I asked the woman if she wanted me to carry her cart to the bottom for her. She indicated that she did, so I picked it up and made my way down to leave it at the bottom, where she could retrieve it as I continued on with my workout. It was funny, though, because when I put the basket at the bottom, she exclaimed, "Is good!" from back above. Not like I might have been about to make off with the thing, but with urgency nonetheless or to show appreciation. We couldn't have had much more than a dozen words in common between us.

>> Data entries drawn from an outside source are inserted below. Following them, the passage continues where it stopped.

//! Redis-backed [`DecisionStore`] (C3's reference backend).
//!
//! Mirrors the key shape of `examples/original_source/redis_storage.py`
//! exactly: `request:<id>` and `response:<id>` hashes, a
//! `pending_requests` list (newest-first via `LPUSH`), and
//! `proxy_config:*` keys for policy. Headers are JSON-encoded into a
//! single hash field the way the Python original does, since a Redis
//! hash field is a flat string and headers are an ordered list of
//! pairs (to preserve duplicates/casing per spec.md §3).

use async_trait::async_trait;
use redis::aio::ConnectionManager;
use redis::AsyncCommands;

use super::{
    DecisionStore, ProxyMode, RecordEdit, RequestRecord, RequestSummary, ResponseRecord, Status,
    StoreHealth, RECORD_TTL_SECS,
};
use crate::error::StoreError;

const PENDING_LIST_KEY: &str = "pending_requests";
const MODE_KEY: &str = "proxy_config:mode";
const DOMAINS_KEY: &str = "proxy_config:blocked_domains";
const KEYWORDS_KEY: &str = "proxy_config:blocked_keywords";

pub struct RedisStore {
    conn: ConnectionManager,
}

impl RedisStore {
    pub async fn connect(redis_url: &str) -> Result<Self, StoreError> {
        let client =
            redis::Client::open(redis_url).map_err(|e| StoreError::Unreachable(e.to_string()))?;
        let conn = client
            .get_connection_manager()
            .await
            .map_err(|e| StoreError::Unreachable(e.to_string()))?;
        Ok(Self { conn })
    }

    fn request_key(id: &str) -> String {
        format!("request:{id}")
    }

    fn response_key(id: &str) -> String {
        format!("response:{id}")
    }

    fn op(e: redis::RedisError) -> StoreError {
        StoreError::Operation(e.to_string())
    }
}

#[async_trait]
impl DecisionStore for RedisStore {
    async fn save_request(&self, record: RequestRecord) -> Result<(), StoreError> {
        let key = Self::request_key(&record.id);
        let headers_json = serde_json::to_string(&record.headers).map_err(|e| StoreError::Operation(e.to_string()))?;
        let mut conn = self.conn.clone();
        let fields: Vec<(&str, String)> = vec![
            ("id", record.id.clone()),
            ("hostname", record.hostname),
            ("method", record.method),
            ("path", record.path),
            ("version", record.version),
            ("headers", headers_json),
            ("body", record.body),
            ("timestamp", record.timestamp),
            ("status", Status::Pending.as_str().to_string()),
        ];
        let _: () = conn.hset_multiple(&key, &fields).await.map_err(Self::op)?;
        let _: () = conn.lpush(PENDING_LIST_KEY, &record.id).await.map_err(Self::op)?;
        let _: () = conn.expire(&key, RECORD_TTL_SECS as i64).await.map_err(Self::op)?;
        Ok(())
    }

    async fn get_request(&self, id: &str) -> Result<Option<RequestRecord>, StoreError> {
        let mut conn = self.conn.clone();
        let map: std::collections::HashMap<String, String> =
            conn.hgetall(Self::request_key(id)).await.map_err(Self::op)?;
        if map.is_empty() {
            return Ok(None);
        }
        let headers = map
            .get("headers")
            .and_then(|h| serde_json::from_str(h).ok())
            .unwrap_or_default();
        let status = map
            .get("status")
            .and_then(|s| Status::parse(s))
            .unwrap_or(Status::Pending);
        Ok(Some(RequestRecord {
            id: map.get("id").cloned().unwrap_or_else(|| id.to_string()),
            hostname: map.get("hostname").cloned().unwrap_or_default(),
            method: map.get("method").cloned().unwrap_or_default(),
            path: map.get("path").cloned().unwrap_or_default(),
            version: map.get("version").cloned().unwrap_or_default(),
            headers,
            body: map.get("body").cloned().unwrap_or_default(),
            timestamp: map.get("timestamp").cloned().unwrap_or_default(),
            status,
        }))
    }

    async fn update_request_status(&self, id: &str, status: Status) -> Result<(), StoreError> {
        let mut conn = self.conn.clone();
        let key = Self::request_key(id);
        let _: () = conn.hset(&key, "status", status.as_str()).await.map_err(Self::op)?;
        let _: () = conn.expire(&key, RECORD_TTL_SECS as i64).await.map_err(Self::op)?;
        Ok(())
    }

    async fn get_request_status(&self, id: &str) -> Result<Status, StoreError> {
        let mut conn = self.conn.clone();
        let status: Option<String> = conn.hget(Self::request_key(id), "status").await.map_err(Self::op)?;
        Ok(status.and_then(|s| Status::parse(&s)).unwrap_or(Status::Pending))
    }

    async fn update_request_data(&self, id: &str, edit: RecordEdit) -> Result<(), StoreError> {
        apply_edit(&self.conn, &Self::request_key(id), edit).await
    }

    async fn delete_request(&self, id: &str) -> Result<(), StoreError> {
        let mut conn = self.conn.clone();
        let _: () = conn.del(Self::request_key(id)).await.map_err(Self::op)?;
        let _: () = conn.lrem(PENDING_LIST_KEY, 0, id).await.map_err(Self::op)?;
        Ok(())
    }

    async fn list_pending_requests(&self) -> Result<Vec<RequestSummary>, StoreError> {
        let mut conn = self.conn.clone();
        let ids: Vec<String> = conn.lrange(PENDING_LIST_KEY, 0, -1).await.map_err(Self::op)?;
        let mut summaries = Vec::with_capacity(ids.len());
        for id in ids {
            if let Some(record) = self.get_request(&id).await? {
                summaries.push(RequestSummary {
                    id: record.id,
                    hostname: record.hostname,
                    method: record.method,
                    path: record.path,
                    timestamp: record.timestamp,
                });
            }
        }
        Ok(summaries)
    }

    async fn save_response(&self, id: &str, record: ResponseRecord) -> Result<(), StoreError> {
        let key = Self::response_key(id);
        let headers_json = serde_json::to_string(&record.headers).map_err(|e| StoreError::Operation(e.to_string()))?;
        let mut conn = self.conn.clone();
        let fields = [
            ("status_code", record.status_code.to_string()),
            ("headers", headers_json),
            ("body", record.body),
            ("status", Status::Pending.as_str().to_string()),
        ];
        let _: () = conn.hset_multiple(&key, &fields).await.map_err(Self::op)?;
        let _: () = conn.expire(&key, RECORD_TTL_SECS as i64).await.map_err(Self::op)?;
        Ok(())
    }

    async fn get_response(&self, id: &str) -> Result<Option<ResponseRecord>, StoreError> {
        let mut conn = self.conn.clone();
        let map: std::collections::HashMap<String, String> =
            conn.hgetall(Self::response_key(id)).await.map_err(Self::op)?;
        if map.is_empty() {
            return Ok(None);
        }
        let headers = map
            .get("headers")
            .and_then(|h| serde_json::from_str(h).ok())
            .unwrap_or_default();
        let status = map.get("status").and_then(|s| Status::parse(s)).unwrap_or(Status::Pending);
        let status_code = map.get("status_code").and_then(|s| s.parse().ok()).unwrap_or(502);
        Ok(Some(ResponseRecord {
            status_code,
            headers,
            body: map.get("body").cloned().unwrap_or_default(),
            status,
        }))
    }

    async fn update_response_status(&self, id: &str, status: Status) -> Result<(), StoreError> {
        let mut conn = self.conn.clone();
        let key = Self::response_key(id);
        let _: () = conn.hset(&key, "status", status.as_str()).await.map_err(Self::op)?;
        Ok(())
    }

    async fn get_response_status(&self, id: &str) -> Result<Status, StoreError> {
        let mut conn = self.conn.clone();
        let status: Option<String> = conn.hget(Self::response_key(id), "status").await.map_err(Self::op)?;
        Ok(status.and_then(|s| Status::parse(&s)).unwrap_or(Status::Pending))
    }

    async fn update_response_data(&self, id: &str, edit: RecordEdit) -> Result<(), StoreError> {
        apply_edit(&self.conn, &Self::response_key(id), edit).await
    }

    async fn get_mode(&self) -> Result<ProxyMode, StoreError> {
        let mut conn = self.conn.clone();
        let mode: Option<String> = conn.get(MODE_KEY).await.map_err(Self::op)?;
        Ok(mode.and_then(|m| ProxyMode::parse(&m)).unwrap_or(ProxyMode::Intercept))
    }

    async fn set_mode(&self, mode: ProxyMode) -> Result<(), StoreError> {
        let mut conn = self.conn.clone();
        let _: () = conn.set(MODE_KEY, mode.as_str()).await.map_err(Self::op)?;
        Ok(())
    }

    async fn blocked_domains(&self) -> Result<Vec<String>, StoreError> {
        let mut conn = self.conn.clone();
        conn.smembers(DOMAINS_KEY).await.map_err(Self::op)
    }

    async fn add_blocked_domain(&self, domain: &str) -> Result<(), StoreError> {
        let mut conn = self.conn.clone();
        let _: () = conn.sadd(DOMAINS_KEY, domain).await.map_err(Self::op)?;
        Ok(())
    }

    async fn remove_blocked_domain(&self, domain: &str) -> Result<(), StoreError> {
        let mut conn = self.conn.clone();
        let _: () = conn.srem(DOMAINS_KEY, domain).await.map_err(Self::op)?;
        Ok(())
    }

    async fn blocked_keywords(&self) -> Result<Vec<String>, StoreError> {
        let mut conn = self.conn.clone();
        conn.smembers(KEYWORDS_KEY).await.map_err(Self::op)
    }

    async fn add_blocked_keyword(&self, keyword: &str) -> Result<(), StoreError> {
        let mut conn = self.conn.clone();
        let _: () = conn.sadd(KEYWORDS_KEY, keyword).await.map_err(Self::op)?;
        Ok(())
    }

    async fn remove_blocked_keyword(&self, keyword: &str) -> Result<(), StoreError> {
        let mut conn = self.conn.clone();
        let _: () = conn.srem(KEYWORDS_KEY, keyword).await.map_err(Self::op)?;
        Ok(())
    }

    async fn flush_all(&self) -> Result<(), StoreError> {
        let mut conn = self.conn.clone();
        redis::cmd("FLUSHDB")
            .query_async::<()>(&mut conn)
            .await
            .map_err(Self::op)
    }

    async fn health(&self) -> StoreHealth {
        let mut conn = self.conn.clone();
        match redis::cmd("PING").query_async::<String>(&mut conn).await {
            Ok(_) => StoreHealth {
                status: "connected".to_string(),
                detail: None,
            },
            Err(e) => StoreHealth {
                status: "disconnected".to_string(),
                detail: Some(e.to_string()),
            },
        }
    }
}

async fn apply_edit(conn: &ConnectionManager, key: &str, edit: RecordEdit) -> Result<(), StoreError> {
    let mut conn = conn.clone();
    let mut fields = Vec::new();
    if let Some(headers) = edit.headers {
        let json = serde_json::to_string(&headers).map_err(|e| StoreError::Operation(e.to_string()))?;
        fields.push(("headers".to_string(), json));
    }
    if let Some(body) = edit.body {
        fields.push(("body".to_string(), body));
    }
    if !fields.is_empty() {
        let _: () = conn
            .hset_multiple(key, &fields)
            .await
            .map_err(|e: redis::RedisError| StoreError::Operation(e.to_string()))?;
    }
    Ok(())
}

My building is on a corner. There is my actual street, Moon Street, which is one of the oldest streets in the country, and then there is Fleet Street. There's always construction happening outside on both streets. When I am writing, I am often doing so as one meathead conversation after another plays out. But it's not just conversation. A lot of the times it's just sounds. Men making noises because they have to, like they can't just close their mouths and focus on the task at hand. Vocables. They make them to each other. And at top volume. Then the butchering of the language, the horrible Boston accents, and classic meathead statements about sports. Still, they can all do things I could never do, with skills I'm the furthest from possessing. But it is very aggravating.
I hear the spiel of various tour guides every day, and the same tour guides. One tour stops on the corner I just mentioned (so I hear that one from my desk, multiple times each day), and then there's another that assembles right in the middle of where I run stairs at City Hall. I am usually there first and this one guy comes in with his group and fills up the space, which creates a problem because I don't move, and on some days I just keep running right through the middle of the group. The people are often like cows, standing there and doing all but grazing, not closely bunched but spread out, and too dim to realize that this guy is going that way, and then he's going the other way, and that's not going to change, so maybe don't stand ten feet back of the person in front of you so that I'm running in between. The tour guide could stand anywhere else, but he brings his group to the same damn place on the stairs every time.
The tour guides say the exact same thing every tour (unless they mess up one of their lines and get their facts wrong, as when I heard one of them remark the other day that Faneuil Hall was converted into a Georgian style from a Federal, which is backwards, though the guy usually gets this correct). You're getting Wikipedia history--but not even. They do the same jokes, the same beats, they pretend to forget and then remember the same things (like in how they'll insert a parenthetical remark as they're delivering one of their factoids, as if that other bit of info just came to them, and they use a different voice to deliver it).
I get that that's how it'd be, but you never say anything fresh or in a fresh way? The stair guy must have formed his company with a friend of his (similar in age) who does the tours, too, but not as many. Same script, same jokes, and same "life facts" from the "about me" part at the beginning. He's nervous. Not a commanding presence. The main guy is more of an oaf with an awkward way of speaking. He doesn't sound genuine.
There's another tour I pass through outside of Paul Revere's house, and then another tour that also makes a stop at the City Hall stairs--but in the middle of the stairs, where there should, in theory, be less traffic. That guy uses a headpiece microphone and is dressed as a Colonist. He's better, I'd say, but it's also the same patter, word for word.
Then there's the guy who does the tour that goes into the Granary Street Burying Ground, near the Common, which is where Sam Adams is buried. There's a bar across the street, and there have been so many times when I've been hustling by and I've heard this guy say, "It's the only bar in the country where you can have a cold Sam Adams while looking at a cold Sam Adams." People eat that line up.